Les changements les plus importants par rapport à l'avant-projet

Dans l'avant-projet, l'obligation de documentation complète, mais pas clairement définie, a fait l'objet de vives critiques. L'obligation de documentation a été remplacée par l'obligation du responsable du traitement (controller) et du sous-traitant (processor) de tenir un registre des activités de traitement. Le Conseil fédéral peut exempter les entreprises de moins de 50 employés de l'obligation de tenir un tel registre, à condition que leurs activités présentent un risque limité d'atteinte à la personnalité des personnes concernées. Cela allégerait notamment les PME non numériques de la charge administrative.

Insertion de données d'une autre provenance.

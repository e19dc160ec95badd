//! Combat resolver: shooting, hit classification, generic ray queries and
//! the shot-alert broadcast.

use std::collections::BTreeMap;
use std::f32::consts::PI;

use rand::Rng;
use rand_chacha::ChaCha8Rng;

use crate::config::ArenaConfig;
use crate::engine::clock::SimClock;
use crate::engine::coordinates::{clamp01, is_normalized, rotate_vec, vec2, Vec2};
use crate::engine::events::{ArenaEvent, EffectsSink};
use crate::engine::physics::{CirclePhysics, ColliderId, RaycastProvider, RAY_STANDOFF};
use crate::engine::visibility::in_field_of_view;
use crate::engine::world::UnitStore;
use crate::error::{ArenaFault, Result};
use crate::models::{GameMap, HitData, HitKind, TeamId, UnitId, UnitState};

/// What a trigger pull produced. `alerts` carries the noisy shooter bearings
/// owed to every opposing team; the scheduler delivers them synchronously
/// before the firing team's update continues.
pub(crate) struct ShotResolution {
    pub fired: bool,
    pub alerts: Vec<(TeamId, BTreeMap<UnitId, Vec2>)>,
}

impl ShotResolution {
    fn held_fire() -> Self {
        Self { fired: false, alerts: Vec::new() }
    }
}

/// Fire the unit's weapon along its heading, perturbed by recoil. A no-op
/// while the cooldown runs. On an enemy hit the fixed shooting damage is
/// applied; friendly bodies absorb the shot without damage and self-hits are
/// ignored.
#[allow(clippy::too_many_arguments)]
pub(crate) fn shoot(
    store: &mut UnitStore,
    map: &GameMap,
    config: &ArenaConfig,
    clock: &SimClock,
    rng: &mut ChaCha8Rng,
    sink: &mut dyn EffectsSink,
    team_id: TeamId,
    unit_id: UnitId,
) -> Result<ShotResolution> {
    let shooter = store.unit(team_id, unit_id)?.clone();
    if clock.time() < shooter.next_shoot_time {
        return Ok(ShotResolution::held_fire());
    }
    store.set_next_shoot_time(team_id, unit_id, clock.time() + config.shooting_cooldown)?;

    // Everyone hears the shot before the projectile resolves.
    let alerts = shot_alerts(store, &shooter, map.size, rng);

    // Wider recoil cone while the shooter is on the move.
    let spread = if shooter.is_moving {
        config.shot_spread_moving
    } else {
        config.shot_spread
    };
    let wobble = if spread > 0.0 {
        rng.gen_range(-spread..=spread)
    } else {
        0.0
    };
    let aim = rotate_vec(vec2(1.0, wobble).normalize(), shooter.heading);
    let muzzle = shooter.position + shooter.direction() * (config.unit_radius + RAY_STANDOFF);

    let physics = CirclePhysics::new(map, store.unit_circles(config.unit_radius));
    match physics.cast_ray(muzzle, aim, None) {
        Some(hit) => {
            sink.notify(ArenaEvent::ProjectileFired {
                team_id,
                unit_id,
                from: muzzle,
                to: hit.point,
            });
            match hit.object {
                ColliderId::MapElement(_) => {
                    sink.notify(ArenaEvent::ImpactEffect { point: hit.point, normal: hit.normal });
                }
                ColliderId::Unit { team_id: t, unit_id: u } => {
                    if (t, u) == (team_id, unit_id) {
                        // Degenerate self-hit, explicitly ignored.
                    } else if t == team_id {
                        sink.notify(ArenaEvent::ImpactEffect {
                            point: hit.point,
                            normal: hit.normal,
                        });
                    } else {
                        sink.notify(ArenaEvent::BloodEffect { point: hit.point });
                        if let Some(health) = store.damage(t, u, config.shooting_damage) {
                            sink.notify(ArenaEvent::HealthChanged {
                                team_id: t,
                                unit_id: u,
                                health,
                            });
                        }
                    }
                }
            }
        }
        None => {
            sink.notify(ArenaEvent::ProjectileFired {
                team_id,
                unit_id,
                from: muzzle,
                to: muzzle + aim * config.projectile_range,
            });
        }
    }
    Ok(ShotResolution { fired: true, alerts })
}

/// Noisy bearing toward the shooter for every live unit of every other team.
/// Noise magnitude eases from zero at point-blank to a bounded maximum at
/// map-scale range, so close listeners localize the shot well.
fn shot_alerts(
    store: &UnitStore,
    shooter: &UnitState,
    map_size: f32,
    rng: &mut ChaCha8Rng,
) -> Vec<(TeamId, BTreeMap<UnitId, Vec2>)> {
    let mut alerts = Vec::new();
    for team in store.teams() {
        if team.team_id == shooter.team_id {
            continue;
        }
        let mut bearings = BTreeMap::new();
        for listener in team.live_units() {
            let to_shooter = shooter.position - listener.position;
            let distance = to_shooter.norm();
            let true_bearing = if distance > 1.0e-6 {
                to_shooter / distance
            } else {
                vec2(1.0, 0.0)
            };
            let noise = eased_noise(clamp01(distance / map_size));
            let offset = if noise > 0.0 {
                vec2(rng.gen_range(-noise..=noise), rng.gen_range(-noise..=noise))
            } else {
                Vec2::zeros()
            };
            let bearing = (true_bearing + offset)
                .try_normalize(1.0e-6)
                .unwrap_or(true_bearing);
            bearings.insert(listener.unit_id, bearing);
        }
        if !bearings.is_empty() {
            alerts.push((team.team_id, bearings));
        }
    }
    alerts
}

#[inline]
fn eased_noise(t: f32) -> f32 {
    -((PI * t).cos() - 1.0) / 5.0
}

/// Generic ray query from a unit. Directions outside the field of view short-
/// circuit to `OutOfFieldOfView` without casting. `max_distance`, when given,
/// must be positive.
pub(crate) fn cast_ray(
    store: &UnitStore,
    map: &GameMap,
    config: &ArenaConfig,
    team_id: TeamId,
    unit_id: UnitId,
    direction: Vec2,
    max_distance: Option<f32>,
) -> Result<(HitKind, Option<HitData>)> {
    if !is_normalized(direction) {
        return Err(ArenaFault::NotNormalized { magnitude: direction.norm() });
    }
    if let Some(d) = max_distance {
        if d <= 0.0 {
            return Err(ArenaFault::NonPositiveDistance(d));
        }
    }
    let unit = store.unit(team_id, unit_id)?;
    if !in_field_of_view(unit.direction(), direction, config.half_fov()) {
        return Ok((HitKind::OutOfFieldOfView, None));
    }
    let physics = CirclePhysics::new(map, store.unit_circles(config.unit_radius));
    let origin = unit.position + direction * (config.unit_radius + RAY_STANDOFF);
    match physics.cast_ray(origin, direction, max_distance) {
        Some(hit) => {
            let (kind, element_id) = match hit.object {
                ColliderId::MapElement(id) => (HitKind::Map, Some(id)),
                ColliderId::Unit { team_id: t, .. } if t == team_id => (HitKind::Friendly, None),
                ColliderId::Unit { .. } => (HitKind::Enemy, None),
            };
            Ok((
                kind,
                Some(HitData {
                    point: hit.point,
                    distance: hit.distance,
                    normal: hit.normal,
                    element_id,
                }),
            ))
        }
        None => Ok((HitKind::None, None)),
    }
}

#[cfg(test)]
mod tests {
    use super::*;
    use crate::engine::events::EventLog;
    use crate::models::{MapElement, UnitState};
    use rand::SeedableRng;
    use std::f32::consts::PI;

    struct Fixture {
        store: UnitStore,
        map: GameMap,
        config: ArenaConfig,
        clock: SimClock,
        rng: ChaCha8Rng,
        log: EventLog,
    }

    /// Two units face to face on the X axis, ten units apart, no obstacles.
    fn head_on() -> Fixture {
        let mut store = UnitStore::new();
        store.register_team(1, "red".into());
        store.register_team(2, "blue".into());
        store.spawn_unit(UnitState::new(1, 0, vec2(-5.0, 0.0), 0.0));
        store.spawn_unit(UnitState::new(2, 0, vec2(5.0, 0.0), PI));
        Fixture {
            store,
            map: GameMap::open(100.0),
            config: ArenaConfig::training(),
            clock: SimClock::new(0.02),
            rng: ChaCha8Rng::seed_from_u64(7),
            log: EventLog::new(),
        }
    }

    #[test]
    fn test_head_on_shot_damages_enemy() {
        let mut f = head_on();
        let res = shoot(
            &mut f.store, &f.map, &f.config, &f.clock, &mut f.rng, &mut f.log, 1, 0,
        )
        .unwrap();
        assert!(res.fired);
        let target = f.store.unit(2, 0).unwrap();
        assert_eq!(target.health, 100.0 - f.config.shooting_damage);
        assert!(f
            .log
            .events()
            .iter()
            .any(|e| matches!(e, ArenaEvent::BloodEffect { .. })));
        assert!(f.log.events().iter().any(|e| matches!(
            e,
            ArenaEvent::HealthChanged { team_id: 2, unit_id: 0, .. }
        )));
    }

    #[test]
    fn test_alert_goes_to_opponents_only() {
        let mut f = head_on();
        let res = shoot(
            &mut f.store, &f.map, &f.config, &f.clock, &mut f.rng, &mut f.log, 1, 0,
        )
        .unwrap();
        assert_eq!(res.alerts.len(), 1);
        let (team_id, bearings) = &res.alerts[0];
        assert_eq!(*team_id, 2);
        // Listener at (5,0), shooter at (-5,0): bearing points along -X with
        // only a sliver of noise at this range.
        let bearing = bearings[&0];
        assert!(bearing.x < -0.9);
        assert!(is_normalized(bearing));
    }

    #[test]
    fn test_cooldown_holds_fire() {
        let mut f = head_on();
        assert!(shoot(&mut f.store, &f.map, &f.config, &f.clock, &mut f.rng, &mut f.log, 1, 0)
            .unwrap()
            .fired);
        let events_after_first = f.log.len();
        let res =
            shoot(&mut f.store, &f.map, &f.config, &f.clock, &mut f.rng, &mut f.log, 1, 0)
                .unwrap();
        assert!(!res.fired);
        assert!(res.alerts.is_empty());
        assert_eq!(f.log.len(), events_after_first);
        // Both shots in the same instant; target took damage once.
        assert_eq!(f.store.unit(2, 0).unwrap().health, 75.0);
    }

    #[test]
    fn test_cast_ray_classifies_map_hits() {
        let mut f = head_on();
        f.map = GameMap::with_elements(
            100.0,
            vec![MapElement { element_id: 3, position: vec2(0.0, 0.0), radius: 1.0 }],
        );
        let (kind, data) =
            cast_ray(&f.store, &f.map, &f.config, 1, 0, vec2(1.0, 0.0), None).unwrap();
        assert_eq!(kind, HitKind::Map);
        let data = data.unwrap();
        assert_eq!(data.element_id, Some(3));
        assert!((data.point.x + 1.0).abs() < 1e-4);
    }

    #[test]
    fn test_cast_ray_sees_enemy_and_friendly() {
        let mut f = head_on();
        let (kind, _) = cast_ray(&f.store, &f.map, &f.config, 1, 0, vec2(1.0, 0.0), None).unwrap();
        assert_eq!(kind, HitKind::Enemy);

        // Park a teammate in front of the shooter.
        f.store.spawn_unit(UnitState::new(1, 1, vec2(0.0, 0.0), 0.0));
        let (kind, _) = cast_ray(&f.store, &f.map, &f.config, 1, 0, vec2(1.0, 0.0), None).unwrap();
        assert_eq!(kind, HitKind::Friendly);
    }

    #[test]
    fn test_cast_ray_preconditions() {
        let f = head_on();
        let err = cast_ray(&f.store, &f.map, &f.config, 1, 0, vec2(2.0, 0.0), None).unwrap_err();
        assert!(matches!(err, ArenaFault::NotNormalized { .. }));

        let err =
            cast_ray(&f.store, &f.map, &f.config, 1, 0, vec2(1.0, 0.0), Some(0.0)).unwrap_err();
        assert!(matches!(err, ArenaFault::NonPositiveDistance(_)));

        // Directly behind: outside the 90 degree cone, no ray cast.
        let (kind, data) =
            cast_ray(&f.store, &f.map, &f.config, 1, 0, vec2(-1.0, 0.0), None).unwrap();
        assert_eq!(kind, HitKind::OutOfFieldOfView);
        assert!(data.is_none());
    }

    #[test]
    fn test_max_distance_cuts_the_ray_short() {
        let f = head_on();
        let (kind, data) =
            cast_ray(&f.store, &f.map, &f.config, 1, 0, vec2(1.0, 0.0), Some(2.0)).unwrap();
        assert_eq!(kind, HitKind::None);
        assert!(data.is_none());
    }
}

L'obligation des responsables du traitement de procéder à une analyse d'impact relative à la protection des données personnelles (privacy impact assessment) et de la soumettre au préposé (préposé fédéral à la protection des données et à la transparence) a également été atténuée. Les responsables du traitement ne devront procéder à une analyse d'impact relative à la protection des données personnelles que s'il existe un risque "élevé" pour la personnalité ou les droits fondamentaux des personnes concernées; ce seuil correspond à celui du RGPD. Dans le cas d'un traitement des données certifié ou fondé sur des codes de conduite (voir ci-dessous), une analyse d'impact exhaustive relative à la protection des données personnelles peut être omise. Le responsable du traitement est également exempté de l'obligation de consulter le préposé s'il consulte son conseiller d'entreprise à la protection des données (réintroduit dans le projet). Ces modifications promettent de réduire la charge écrasante et coûteuse des analyses d'impact relative à la protection des données personnelles, qui a été critiquée dans le cadre de la consultation.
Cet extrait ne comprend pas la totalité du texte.